PROBLEM TO SOLVE
Reproduce the records exactly through the line with "use crate::common::TypedValue;".
*** SUPPLIED INFORMATION ***
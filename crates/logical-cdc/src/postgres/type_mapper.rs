//! PostgreSQL type mapper
//!
//! Maps `test_decoding` values to [`TypedValue`]s using the textual type
//! name printed next to every column.
//!
//! Values that fail to parse under their declared type are kept as the raw
//! string. The one exception is JSON: an unparsable object becomes an empty
//! map.

use crate::common::TypedValue;
use crate::postgres::protocol::parser::ColumnValue;
use chrono::NaiveDateTime;

/// The unquoted marker `test_decoding` prints for SQL NULL.
pub const NULL_MARKER: &str = "null";

/// Printed in place of a TOASTed value that did not change.
pub const UNCHANGED_TOAST: &str = "unchanged-toast-datum";

const TIMESTAMP_FORMAT: &str = "%Y-%m-%d %H:%M:%S%.f";

/// How a column's text is interpreted.
#[derive(Debug, Clone, Copy, PartialEq, Eq)]
pub enum TypeFamily {
    Boolean,
    Integer,
    Float,
    StringArray,
    Json,
    Timestamp,
    /// Anything else: passed through as a string
    Text,
}

impl TypeFamily {
    /// Classify a type name as printed by `test_decoding`.
    ///
    /// Reference: <https://www.postgresql.org/docs/current/datatype.html>
    pub fn of(type_name: &str) -> Self {
        match normalize_type_name(type_name).as_str() {
            "boolean" => Self::Boolean,

            "smallint" | "integer" | "bigint" | "smallserial" | "serial" | "bigserial"
            | "interval" => Self::Integer,

            "float" | "decimal" | "numeric" | "double precision" | "real" => Self::Float,

            "text[]" | "character varying[]" | "character[]" | "name[]" => Self::StringArray,

            "json" | "jsonb" => Self::Json,

            "timestamp without time zone" => Self::Timestamp,

            _ => Self::Text,
        }
    }
}

/// Drop type modifiers: `character varying(255)` becomes `character varying`,
/// `timestamp(3) without time zone` becomes `timestamp without time zone`.
pub fn normalize_type_name(type_name: &str) -> String {
    let mut out = String::with_capacity(type_name.len());
    let mut depth = 0usize;
    for c in type_name.chars() {
        match c {
            '(' => depth += 1,
            ')' => depth = depth.saturating_sub(1),
            _ if depth == 0 => out.push(c),
            _ => {}
        }
    }
    out
}

/// Type a column value. The unquoted null marker yields [`TypedValue::Null`].
pub fn coerce_column(column: &ColumnValue) -> TypedValue {
    if column.is_null() {
        TypedValue::Null
    } else {
        coerce_value(&column.value, &column.type_name)
    }
}

/// Type a textual value whose quoting is unknown.
///
/// `"null"` is always treated as the null marker here.
pub fn coerce(value: &str, type_name: &str) -> TypedValue {
    if value == NULL_MARKER {
        TypedValue::Null
    } else {
        coerce_value(value, type_name)
    }
}

fn coerce_value(value: &str, type_name: &str) -> TypedValue {
    let raw = || TypedValue::String(value.to_string());

    match TypeFamily::of(type_name) {
        TypeFamily::Boolean => parse_bool(value).map(TypedValue::Bool).unwrap_or_else(raw),
        TypeFamily::Integer => value.parse().map(TypedValue::Int).unwrap_or_else(|_| raw()),
        TypeFamily::Float => value.parse().map(TypedValue::Float).unwrap_or_else(|_| raw()),
        TypeFamily::StringArray => TypedValue::StringArray(split_array(value)),
        TypeFamily::Json => TypedValue::Json(serde_json::from_str(value).unwrap_or_default()),
        TypeFamily::Timestamp => NaiveDateTime::parse_from_str(value, TIMESTAMP_FORMAT)
            .map(TypedValue::Timestamp)
            .unwrap_or_else(|_| raw()),
        TypeFamily::Text => raw(),
    }
}

fn parse_bool(value: &str) -> Option<bool> {
    match value {
        "true" | "t" | "TRUE" | "True" | "1" => Some(true),
        "false" | "f" | "FALSE" | "False" | "0" => Some(false),
        _ => None,
    }
}

/// Split `{a,b,c}` on commas. Quoting inside the literal is not interpreted,
/// so elements containing commas are split apart.
fn split_array(value: &str) -> Vec<String> {
    let inner = value
        .strip_prefix('{')
        .and_then(|s| s.strip_suffix('}'))
        .unwrap_or(value);
    if inner.is_empty() {
        return Vec::new();
    }
    inner.split(',').map(str::to_string).collect()
}
//! PostgreSQL replication protocol implementation
//!
//! Custom TCP client for streaming replication plus the `test_decoding`
//! line parser and decoder.

pub mod client;
pub mod decoder;
pub mod message;
pub mod parser;

pub use client::*;
pub use decoder::*;
pub use message::*;
pub use parser::{ColumnValue, ParseError, ParseResult, ParserState};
*** End of SUPPLIED INFORMATION ***
RESULT
filename crates/logical-cdc/src/postgres/type_mapper.rs
//! PostgreSQL type mapper
//!
//! Maps `test_decoding` values to [`TypedValue`]s using the textual type
//! name printed next to every column.
//!
//! Values that fail to parse under their declared type are kept as the raw
//! string. The one exception is JSON: an unparsable object becomes an empty
//! map.

use crate::common::TypedValue;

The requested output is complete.